I'm so sick today with no voice and all and my mum lovingly served me food and peeled prawns and all that for me

If that isn't love, I don't know what is

Thank you God for blessing me with great parents!

And here is our little family of 4.5 ( including the cat)

Early morning shenanigans

So T came over for breakfast after he was done with night shift and I blearily crawled out of bed. I had already set 4 alarms but somehow switched them all off lol.

After sending him off I heard a voice saying "Go go go!"! I looked up and saw an old uncle on the second floor shouting at a pair of pigeons who were resting on the laundry he had hung out to dry 😅 and they were just ignoring him hahahaha

Ahhh… life in Singapore 😊

T had to help a colleague cover for night shift today cause she was distraught that her dog passed away so after reunion dinner with his family we headed back to the hospital where he worked and I worked on my presentation that's coming up soon

Really have hardly any inspiration to keep working on the presentation which is really so bad of me but ok I managed to work on 6 slides while I was there

That's not too bad I guess

Things haven't been going well in my personal life and on so many days and so many occasions I feel like throwing in the towel.

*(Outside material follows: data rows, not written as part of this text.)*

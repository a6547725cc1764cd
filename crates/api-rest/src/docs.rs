//! OpenAPI document for the REST API.

use crate::handlers;
use api_shared::{ErrorRes, HealthRes, MessageRes};
use recipes_core::{Recipe, RecipePayload};
use utoipa::openapi::security::{Http, HttpAuthScheme, SecurityScheme};
use utoipa::{Modify, OpenApi};

/// Name of the security scheme declared in the document.
pub const BASIC_AUTH_SCHEME: &str = "BasicAuth";

#[derive(OpenApi)]
#[openapi(
    info(
        title = "Recipes API",
        version = "1.0",
        description = "This is a sample recipes API",
        contact(name = "Terrence NG", email = "kh.terence.ng@gmail.com"),
        license(name = "Apache 2.0", url = "http://www.apache.org/licenses/LICENSE-2.0.html")
    ),
    paths(
        handlers::health,
        handlers::create_recipe,
        handlers::list_recipes,
        handlers::update_recipe,
        handlers::delete_recipe,
        handlers::search_recipes,
    ),
    components(schemas(Recipe, RecipePayload, ErrorRes, MessageRes, HealthRes)),
    modifiers(&TermsOfServiceAddon, &BasicAuthAddon),
    tags((name = "Recipes", description = "Recipe management")),
    external_docs(url = "https://swagger.io/resources/open-api/", description = "OpenAPI")
)]
pub struct ApiDoc;

/// Terms of service of the API. The `info(...)` attribute has no field for it.
pub const TERMS_OF_SERVICE_URL: &str = "http://swagger.io/terms/";

struct TermsOfServiceAddon;

impl Modify for TermsOfServiceAddon {
    fn modify(&self, openapi: &mut utoipa::openapi::OpenApi) {
        openapi.info.terms_of_service = Some(TERMS_OF_SERVICE_URL.to_string());
    }
}

/// Declares HTTP Basic authentication. Requests are not checked against it.
struct BasicAuthAddon;

impl Modify for BasicAuthAddon {
    fn modify(&self, openapi: &mut utoipa::openapi::OpenApi) {
        let components = openapi.components.get_or_insert_with(Default::default);
        components.add_security_scheme(
            BASIC_AUTH_SCHEME,
            SecurityScheme::Http(Http::new(HttpAuthScheme::Basic)),
        );
    }
}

The feelings of despair, of insecurities and rejection are really so real.
Wanting so hard to belong but feeling like some one else has taken over your place is really such a shitty feeling and from the end of last year till now I feel that people are so selfish…

But what can you do when those people are your family?

When people make you feel like an outcast and don't belong

Not looking forward to CNY this year at all.

Or the next or whatever family gathering..

It's always hard isn't it? Having a new family to try to fit in to.